Ahora se venía lo más duro. Y fue con
Alejandra D., una abogada de Mar del Plata
con quien se animó a quedarse cama adentro.
La paraguaya (así le decían por su origen
mandioquero) era una mujer bastante mayor
como para no andar con cualquiera, pero
aun lo suficientemente deseable como para
merecer darle sin problemas. Y la guaraní quiso;
quiso esa mandioca humana para ella sola. Entonces
orquestó toda una organización alrededor
del joven chongo como para no levantar
la perdiz: No sería bien visto en los
Tribunales Marplatenses que una
mujer de ley anduviera con un
pibito treinta años menor. Así le inventó un
cargo: Secretario Full Time. ¡¡Para qué,,,!! El
que no quería laburar tuvo que aprender el oficio.

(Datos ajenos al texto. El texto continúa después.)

//! Knowledge layer
//!
//! Durable record of observed errors, their accepted fixes, and the patterns
//! and rules generalized from them, plus the derived lookup structures:
//!
//! - [`store`]: the file-backed knowledge base (source of truth)
//! - [`index`]: rebuildable keyword index
//! - [`similarity`]: fuzzy matching of new errors against history
//! - [`documenter`]: recording new fixes with automatic similarity links

pub mod documenter;
pub mod index;
pub mod similarity;
pub mod store;
pub mod types;

// Re-exports
pub use documenter::{DocumentOutcome, ErrorReport, FixDocumenter};
pub use index::{EntryType, IndexEntry, KeywordIndex};
pub use similarity::{FixRecommendation, MatchContext, SimilarError, SimilarityMatcher};
pub use store::KnowledgeStore;
pub use types::*;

Empezó con llevarle la agenda y terminó
yendo y viniendo de los juzgados por ella,
mientras la señora disfrutaba las tardes
con sus amigas y/o amigos en el
club de campo. Ah, eso sí: cada noche,
puntualmente, él aprendió a decir no:
“Esta noche me duele la cabeza, amor”, solia
excusarse Julián, el Chongo. Quién lo
hubiera dicho, a sus veintidós añitos.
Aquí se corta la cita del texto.